世界中の人々が幸福で平和な社会を共有するための道のりは想像以上に険しいことでしょう。今は、細胞の面からの人々の幸福や世界平和を見ていますが、実際には衣食住をはじめ、もっともっと多角的・多面的・広角的に視野を広げ、思考していかなければなりません。一人で道を切り開くのは困難です。どの分野にも共通していえることは、たくさんの人々の知識と知恵の共有や協力、莫大な時間や資金が必要だということです。例え目的が1つであっても、考え方が偏らないように色々なジャンルの人々がその現場には居ていいと思うのです。たくさんの人々で広角的に物事を考え判断し、決して既成概念にとらわれないことが大切であると考えています。

時には、鋭いひらめきも必要です。多種多様な考えや個々の能力を上手く引き出せるかどうかが非常に重要になってきます。リーダーシップをいかに取るかということです。意見を自由にいえる空間や、個々の能力を最大限に活かす様に働きかけることも大切です。リーダーも必要ですが、書記もアシスタントも必要です。個々の役割を把握し、それぞれが様々な局面において、効率よく能力を発揮することができれば、道は大きく開けていくと考えています。

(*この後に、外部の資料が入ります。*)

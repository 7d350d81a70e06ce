use chrono::{Duration, TimeZone, Utc};
use criterion::{criterion_group, criterion_main, BenchmarkId, Criterion};
use glucowatch::engine::{classify, EngineConfig, PollingScheduler, ReadingHistory, ThresholdConfig, TickPayload};
use glucowatch::source::{DeviceStatus, Reading, TrendDirection};
use serde_json::json;

/// Benchmark threshold classification across the glucose range
fn bench_classify(c: &mut Criterion) {
    let thresholds = ThresholdConfig::default();

    c.bench_function("classify_range", |b| {
        b.iter(|| (20..=400).map(|value| classify(value, &thresholds)).count())
    });
}

/// Benchmark frozen-sensor detection on a full history ring
fn bench_frozen_detection(c: &mut Criterion) {
    let start = Utc.with_ymd_and_hms(2024, 3, 1, 8, 0, 0).unwrap();
    let mut group = c.benchmark_group("is_frozen");

    for flat_tail in [3usize, 6, 12] {
        let mut history = ReadingHistory::new();
        for i in 0..12 {
            let value = if i >= 12 - flat_tail { 140 } else { 100 + i as i32 };
            let reading = Reading::new(value, TrendDirection::Flat, start + Duration::minutes(5 * i as i64));
            history.record(&reading);
        }

        group.bench_with_input(BenchmarkId::from_parameter(flat_tail), &history, |b, history| {
            b.iter(|| history.is_frozen(15, 3))
        });
    }
    group.finish();
}

/// Benchmark device status path lookups
fn bench_device_status(c: &mut Criterion) {
    let status = DeviceStatus::from_value(json!({
        "created_at": "2024-03-01T12:00:00Z",
        "pump": {"reservoir": 112.4, "battery": {"percent": 75}},
        "openaps": {"iob": {"iob": 1.4}, "suggested": {"COB": 22, "timestamp": "2024-03-01T11:58:30Z"}}
    }));

    c.bench_function("device_status_helpers", |b| {
        b.iter(|| {
            (
                status.reservoir_units(),
                status.battery_percent(),
                status.insulin_on_board(),
                status.carbs_on_board(),
                status.loop_timestamp(),
            )
        })
    });
}

/// Benchmark one scheduler tick plus snapshot serialization
fn bench_scheduler_tick(c: &mut Criterion) {
    let now = Utc.with_ymd_and_hms(2024, 3, 1, 8, 0, 0).unwrap();

    c.bench_function("scheduler_tick", |b| {
        b.iter(|| {
            let mut scheduler = PollingScheduler::new(EngineConfig::default(), None);
            let reading = Reading::new(62, TrendDirection::SingleDown, now).with_delta(-8.0);
            scheduler.on_fetch_success(TickPayload::reading(reading), now);
            scheduler.take_alarms().len()
        })
    });

    let mut scheduler = PollingScheduler::new(EngineConfig::default(), None);
    for i in 0..12 {
        let at = now + Duration::minutes(5 * i);
        scheduler.on_fetch_success(TickPayload::reading(Reading::new(120, TrendDirection::Flat, at)), at);
    }
    let snapshot = scheduler.snapshot(now + Duration::hours(1));

    c.bench_function("snapshot_serialization", |b| {
        b.iter(|| serde_json::to_string(&snapshot).expect("Should serialize"))
    });
}

criterion_group!(
    benches,
    bench_classify,
    bench_frozen_detection,
    bench_device_status,
    bench_scheduler_tick
);
criterion_main!(benches);
//! Per-kind alarm suppression with lazy expiry.

use chrono::{DateTime, Duration, Utc};
use serde::{Deserialize, Serialize};
use std::collections::BTreeMap;

use crate::engine::alarm::AlarmKind;
use crate::error::{MonitorError, Result};

/// Mute window applied to diagnostic alarms right after they fire.
pub const AUTO_SNOOZE_MINUTES: i64 = 15;

#[derive(Debug, Clone, PartialEq, Eq, Serialize, Deserialize)]
pub struct SnoozeEntry {
    pub alarm_kind: AlarmKind,
    pub muted_until: DateTime<Utc>,
    pub times_snoozed: u32,
}

/// Independent snooze state for every alarm kind.
#[derive(Debug, Clone, Default)]
pub struct AlarmSnoozeRegistry {
    entries: BTreeMap<AlarmKind, SnoozeEntry>,
}

impl AlarmSnoozeRegistry {
    pub fn new() -> Self {
        Self::default()
    }

    /// True while `now` is before the kind's `muted_until`. An elapsed entry
    /// is removed on the way out.
    pub fn is_suppressed(&mut self, kind: AlarmKind, now: DateTime<Utc>) -> bool {
        match self.entries.get(&kind) {
            Some(entry) if now < entry.muted_until => true,
            Some(_) => {
                self.entries.remove(&kind);
                false
            }
            None => false,
        }
    }

    /// Mute `kind` for `minutes` from `now`, overwriting any current window.
    /// A window that ends past the representable date range is rejected and
    /// leaves the registry untouched.
    pub fn snooze(
        &mut self,
        kind: AlarmKind,
        minutes: i64,
        now: DateTime<Utc>,
    ) -> Result<&SnoozeEntry> {
        let muted_until = Duration::try_minutes(minutes)
            .and_then(|window| now.checked_add_signed(window))
            .ok_or_else(|| {
                MonitorError::config_error(format!("snooze of {} minutes is out of range", minutes))
            })?;
        let entry = self.entries.entry(kind).or_insert(SnoozeEntry {
            alarm_kind: kind,
            muted_until,
            times_snoozed: 0,
        });
        entry.muted_until = muted_until;
        entry.times_snoozed += 1;
        Ok(entry)
    }

    /// Drop the entry for `kind`. Returns whether one existed.
    pub fn clear(&mut self, kind: AlarmKind) -> bool {
        self.entries.remove(&kind).is_some()
    }

    pub fn get(&self, kind: AlarmKind) -> Option<&SnoozeEntry> {
        self.entries.get(&kind)
    }

    /// Remove every elapsed entry and return the kinds that were released.
    pub fn take_expired(&mut self, now: DateTime<Utc>) -> Vec<AlarmKind> {
        let expired: Vec<AlarmKind> = self
            .entries
            .values()
            .filter(|entry| now >= entry.muted_until)
            .map(|entry| entry.alarm_kind)
            .collect();
        for kind in &expired {
            self.entries.remove(kind);
        }
        expired
    }

    /// Earliest instant at which a current suppression lifts.
    pub fn next_expiry(&self) -> Option<DateTime<Utc>> {
        self.entries.values().map(|entry| entry.muted_until).min()
    }

    pub fn entries(&self) -> Vec<SnoozeEntry> {
        self.entries.values().cloned().collect()
    }
}
//! # glucowatch - glucose polling and alerting engine
//!
//! A companion client that polls a remote glucose-monitoring site, decides
//! how urgently to re-poll, and raises alarms when values are dangerous or
//! data goes stale.
//!
//! ## Features
//!
//! - **Adaptive polling**: five minute cadence, two minutes while anything is urgent
//! - **Alarm policy**: threshold classification, snoozes, frozen-sensor and loop checks
//! - **Self-healing**: failure escalation and an independent watchdog
//! - **Status API**: JSON snapshot, snooze controls and a WebSocket stream
//! - **Library + Binary**: embed the engine or run the `glucowatch` daemon
//!
//! ## Quick Start
//!
//! ```rust,no_run
//! use std::sync::Arc;
//! use glucowatch::{DataSourceClient, EngineBuilder, EngineConfig, SourceConfig};
//!
//! #[tokio::main]
//! async fn main() -> Result<(), Box<dyn std::error::Error>> {
//!     let source = DataSourceClient::new(&SourceConfig::new("https://cgm.example.com", "secret"))?;
//!     let (handle, task) = EngineBuilder::new(EngineConfig::default(), Arc::new(source)).spawn()?;
//!
//!     let mut alarms = handle.alarms();
//!     while let Ok(alarm) = alarms.recv().await {
//!         println!("{}", alarm.message);
//!     }
//!     task.await?;
//!     Ok(())
//! }
//! ```

pub mod engine;
pub mod error;
pub mod source;
pub mod web;

// Re-export public API
pub use engine::{
    AlarmEvent, AlarmKind, EngineBuilder, EngineConfig, EngineHandle, EngineSnapshot,
    JsonFileStore, LifecycleEvent, LogNotifier, MemoryStore, Notifier, PollMode, Severity,
    StateStore, ThresholdConfig, ZeroThresholdPolicy,
};
pub use error::{FetchError, MonitorError, Result};
pub use source::{DataSource, DataSourceClient, Reading, SourceConfig, TrendDirection};
pub use web::{start_web_server, WebConfig};

pub use engine::config::{
    DEFAULT_CRITICAL_INTERVAL_SECS, DEFAULT_NORMAL_INTERVAL_SECS, MIN_POLL_INTERVAL_SECS,
    WATCHDOG_INTERVAL_SECS,
};
pub use engine::thresholds::{
    DEFAULT_CRITICAL_HIGH, DEFAULT_CRITICAL_LOW, DEFAULT_HIGH, DEFAULT_LOW,
};

/// The default status API port
pub const DEFAULT_WEB_PORT: u16 = 8080;

/// The default state file name
pub const DEFAULT_STATE_FILE: &str = "glucowatch-state.json";
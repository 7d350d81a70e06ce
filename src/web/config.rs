//! Status API server configuration.

use serde::{Deserialize, Serialize};
use std::net::SocketAddr;

use crate::error::{MonitorError, Result};

/// Configuration for the status API server.
#[derive(Debug, Clone, Serialize, Deserialize)]
pub struct WebConfig {
    /// Host to bind the server to
    pub host: String,
    /// Port to bind the server to
    pub port: u16,
    /// Whether to enable CORS
    pub enable_cors: bool,
}

impl Default for WebConfig {
    fn default() -> Self {
        Self {
            host: "127.0.0.1".to_string(),
            port: crate::DEFAULT_WEB_PORT,
            enable_cors: true,
        }
    }
}

impl WebConfig {
    /// Create a new web configuration with custom host and port.
    pub fn new(host: impl Into<String>, port: u16) -> Self {
        Self {
            host: host.into(),
            port,
            ..Default::default()
        }
    }

    pub fn with_host(mut self, host: impl Into<String>) -> Self {
        self.host = host.into();
        self
    }

    pub fn with_port(mut self, port: u16) -> Self {
        self.port = port;
        self
    }

    pub fn with_cors(mut self, enable_cors: bool) -> Self {
        self.enable_cors = enable_cors;
        self
    }

    /// Parse the configured host and port into a socket address.
    pub fn bind_address(&self) -> Result<SocketAddr> {
        format!("{}:{}", self.host, self.port)
            .parse::<SocketAddr>()
            .map_err(|e| MonitorError::config_error(format!("Invalid bind address: {}", e)))
    }
}
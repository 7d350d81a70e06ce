//! Exactly-once completion for fetches raced against a timeout.
//!
//! The network future and a fallback timer run as two tasks. Each must win
//! the [`CompletionGuard`] before invoking the callback, so the caller hears
//! back exactly once and a response arriving after the timeout is dropped.

use std::future::Future;
use std::sync::atomic::{AtomicBool, Ordering};
use std::sync::Arc;
use std::time::Duration;
use tokio::task::JoinHandle;
use tracing::debug;

use crate::error::FetchError;

/// Bounded wait for a single upstream request.
pub const FETCH_TIMEOUT: Duration = Duration::from_secs(30);

/// Shared "already completed" flag.
#[derive(Debug, Clone, Default)]
pub struct CompletionGuard(Arc<AtomicBool>);

impl CompletionGuard {
    pub fn new() -> Self {
        Self::default()
    }

    /// Claim completion. Returns `true` for the first caller only.
    pub fn try_complete(&self) -> bool {
        self.0
            .compare_exchange(false, true, Ordering::AcqRel, Ordering::Acquire)
            .is_ok()
    }

    pub fn is_completed(&self) -> bool {
        self.0.load(Ordering::Acquire)
    }
}

/// Handle on an outstanding raced fetch.
#[derive(Debug)]
pub struct FetchTicket {
    guard: CompletionGuard,
    network: JoinHandle<()>,
    timer: JoinHandle<()>,
}

impl FetchTicket {
    pub fn is_completed(&self) -> bool {
        self.guard.is_completed()
    }

    /// Invalidate the fetch: neither path may report after this returns.
    pub fn cancel(self) {
        self.guard.try_complete();
        self.network.abort();
        self.timer.abort();
    }
}

/// Run `operation` against a `timeout` fallback and hand whichever finishes
/// first to `on_complete`. Must be called from within a tokio runtime.
pub fn race_with_timeout<T, F, C>(operation: F, timeout: Duration, on_complete: C) -> FetchTicket
where
    T: Send + 'static,
    F: Future<Output = Result<T, FetchError>> + Send + 'static,
    C: Fn(Result<T, FetchError>) + Send + Sync + 'static,
{
    let guard = CompletionGuard::new();
    let on_complete = Arc::new(on_complete);

    let timer = {
        let guard = guard.clone();
        let on_complete = Arc::clone(&on_complete);
        tokio::spawn(async move {
            tokio::time::sleep(timeout).await;
            if guard.try_complete() {
                debug!("Fetch timed out after {:?}", timeout);
                on_complete(Err(FetchError::Timeout));
            }
        })
    };

    let network = {
        let guard = guard.clone();
        let timer = timer.abort_handle();
        tokio::spawn(async move {
            let result = operation.await;
            if guard.try_complete() {
                timer.abort();
                on_complete(result);
            } else {
                debug!("Discarding late fetch response");
            }
        })
    };

    FetchTicket {
        guard,
        network,
        timer,
    }
}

アピールするプレゼン力も大切でしょう。国籍にとらわれず、世界中の一人一人が個の能力を発揮しあい、認め合い、歩み寄りあれば、きっと世界中の平和に少しずつ近づいていけると確信しています。私は研究のみならず、色々な学びや出会いの全てを通して培った様々なことを活かしながら、世界の平和や人々の幸福のために様々な働きかけをしていきたいと考えています。自分自身に存在している無限大の可能性を最大限引き出すことができる道をしっかり歩んでいきたいです。10年後の私は、生きがいを感じながら働き、社会貢献に通じる一歩をきっと踏み出していることを信じて、今日も研究に励んでいます。